Join our Primary Education forum to discuss starting school and helping your child get the most out of it.

My Reception child refuses to read at home

32 replies

mumof32015 · 19/12/2020 23:59

My DS who has just turned 5, point blank refuses to read at home. He knows all his letter sounds really well. If we ask him can you point to something that starts with this letter or that letter he can easily tell you. However when it comes to sitting down and blending phonics together he just refuses to do it, goes stiff and then tells me he doesn't know the words. He then refuses to even tell us the letters in the word. I am finding it really frustrating, and it worries me he's going to start falling behind at school.
Does anyone have any suggestions about how I can make learning to read fun?

OP posts:
Pixiekinfurthefirst · 29/12/2020 12:02

My youngest son was like this. I asked at school and they said keep reading to him.

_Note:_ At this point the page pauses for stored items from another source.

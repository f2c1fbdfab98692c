// Copyright 2026 Anapaya Systems
//
// Licensed under the Apache License, Version 2.0 (the "License");
// you may not use this file except in compliance with the License.
// You may obtain a copy of the License at
//
//   http://www.apache.org/licenses/LICENSE-2.0
//
// Unless required by applicable law or agreed to in writing, software
// distributed under the License is distributed on an "AS IS" BASIS,
// WITHOUT WARRANTIES OR CONDITIONS OF ANY KIND, either express or implied.
// See the License for the specific language governing permissions and
// limitations under the License.

//! SCMP header

use crate::{
    core::{
        encode::{InvalidStructureError, WireEncode},
        layout::{BitRange, Layout, macros::gen_bitrange_const},
        read::bit_range_be_read,
        write::bit_range_be_write,
    },
    error::FormatError,
    l4::L4Header,
    types::next_hdr,
};

/// Layout of the SCMP header
///
/// ```text
/// +-+-+-+-+-+-+-+-+-+-+-+-+-+-+-+-+-+-+-+-+-+-+-+-+-+-+-+-+-+-+-+-+
/// |             Class             |             Type              |
/// +-+-+-+-+-+-+-+-+-+-+-+-+-+-+-+-+-+-+-+-+-+-+-+-+-+-+-+-+-+-+-+-+
/// |            Length             |           Checksum            |
/// +-+-+-+-+-+-+-+-+-+-+-+-+-+-+-+-+-+-+-+-+-+-+-+-+-+-+-+-+-+-+-+-+
/// |                           Timestamp                           |
/// +                                                               +
/// |                                                               |
/// +-+-+-+-+-+-+-+-+-+-+-+-+-+-+-+-+-+-+-+-+-+-+-+-+-+-+-+-+-+-+-+-+
/// ```
#[derive(Debug, Clone, Copy, PartialEq, Eq)]
pub struct ScmpLayout;
impl ScmpLayout {
    /// Size of the SCMP header in bytes
    pub const SIZE_BYTES: usize = 16;

    gen_bitrange_const!(CLASS_RNG, 0, 16);
    gen_bitrange_const!(TYPE_RNG, 16, 16);
    gen_bitrange_const!(LEN_RNG, 32, 16);
    gen_bitrange_const!(CHECKSUM_RNG, 48, 16);
    gen_bitrange_const!(TIMESTAMP_RNG, 64, 64);
}
impl Layout for ScmpLayout {
    fn size_bytes(&self) -> usize {
        Self::SIZE_BYTES
    }
}

/// SCMP header
#[derive(Debug, Clone, Copy, PartialEq, Eq)]
pub struct Scmp {
    /// Message class
    pub class: u16,
    /// Message type within the class
    pub scmp_type: u16,
    /// Length of header and payload in bytes
    pub total_len: u16,
    /// Checksum
    pub checksum: u16,
    /// Creation time in microseconds since the Unix epoch
    pub timestamp: u64,
}
impl Scmp {
    /// Creates an SCMP header without payload
    pub fn new(class: u16, scmp_type: u16, timestamp: u64) -> Self {
        Scmp {
            class,
            scmp_type,
            total_len: ScmpLayout::SIZE_BYTES as u16,
            checksum: 0,
            timestamp,
        }
    }

    /// Decodes an SCMP header from the start of `buf`
    pub fn decode(buf: &[u8]) -> Result<Self, FormatError> {
        use ScmpLayout as SL;

        let (buf, _rest) = SL.split_off_checked(buf).ok_or(FormatError::BufferTooSmall {
            at: "Scmp",
            required: SL::SIZE_BYTES,
            actual: buf.len(),
        })?;
        let field = |range| bit_range_be_read::<u16>(buf, range).unwrap_or_default();

        Ok(Scmp {
            class: field(SL::CLASS_RNG),
            scmp_type: field(SL::TYPE_RNG),
            total_len: field(SL::LEN_RNG),
            checksum: field(SL::CHECKSUM_RNG),
            timestamp: bit_range_be_read(buf, SL::TIMESTAMP_RNG).unwrap_or_default(),
        })
    }
}
impl WireEncode for Scmp {
    fn required_size(&self) -> usize {
        ScmpLayout::SIZE_BYTES
    }

    fn encode_into(&self, buf: &mut [u8]) -> usize {
        use ScmpLayout as SL;

        bit_range_be_write(buf, SL::CLASS_RNG, self.class);
        bit_range_be_write(buf, SL::TYPE_RNG, self.scmp_type);
        bit_range_be_write(buf, SL::LEN_RNG, self.total_len);
        bit_range_be_write(buf, SL::CHECKSUM_RNG, self.checksum);
        bit_range_be_write(buf, SL::TIMESTAMP_RNG, self.timestamp);

        SL::SIZE_BYTES
    }
}
impl L4Header for Scmp {
    fn protocol(&self) -> u8 {
        next_hdr::SCMP
    }

    fn set_payload_len(&mut self, payload_len: usize) -> Result<(), InvalidStructureError> {
        self.total_len = u16::try_from(ScmpLayout::SIZE_BYTES + payload_len)
            .map_err(|_| InvalidStructureError::from("SCMP length exceeds 16 bits"))?;
        Ok(())
    }

    fn checksum(&self) -> u16 {
        self.checksum
    }

    fn set_checksum(&mut self, checksum: u16) {
        self.checksum = checksum;
    }
}

#[cfg(test)]
mod scmp_tests {
    use super::*;

    #[test]
    fn should_encode_timestamp_last() {
        let scmp = Scmp {
            class: 0,
            scmp_type: 2,
            total_len: 24,
            checksum: 0x1234,
            timestamp: 0x0102_0304_0506_0708,
        };

        let mut buf = [0u8; 16];
        assert_eq!(scmp.encode(&mut buf), Ok(16));
        assert_eq!(&buf[..8], &[0, 0, 0, 2, 0, 24, 0x12, 0x34]);
        assert_eq!(&buf[8..], &[1, 2, 3, 4, 5, 6, 7, 8]);
        assert_eq!(Scmp::decode(&buf), Ok(scmp));
    }

    #[test]
    fn should_reject_truncated_header() {
        assert_eq!(
            Scmp::decode(&[0u8; 8]),
            Err(FormatError::BufferTooSmall {
                at: "Scmp",
                required: 16,
                actual: 8
            })
        );
    }
}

I found putting the subtitles on his favourite TV show helped and reading with him in the morning instead of after school when he is not so tired

McBaby · 01/01/2021 09:02

My daughter was like this. Make sure you have his eyes tested made a massive difference to my daughter as she needed glasses only a slight prescription but her eyes were so tired at the end of the day to read she probably couldn’t do it comfortably.

Tiquismiquis · 01/01/2021 09:36

I was also going to recommend the usborne first readers. We got them for Christmas and I like that they combine sections for the adult to read with bits for children to read. It means the stories are less dull and it feels like a shared experience. My 4yo has been much more enthusiastic about them than the school books.

BlueCowWonders · 01/01/2021 10:07

This must have been so demoralising for you
We had a very negative parents evening this term, where his teacher told us about how quiet and reserved he is, and how he doesn't seem to grasp simple tasks. I know he can do a lot better than what his teacher is sayin, and I just don't know what to think.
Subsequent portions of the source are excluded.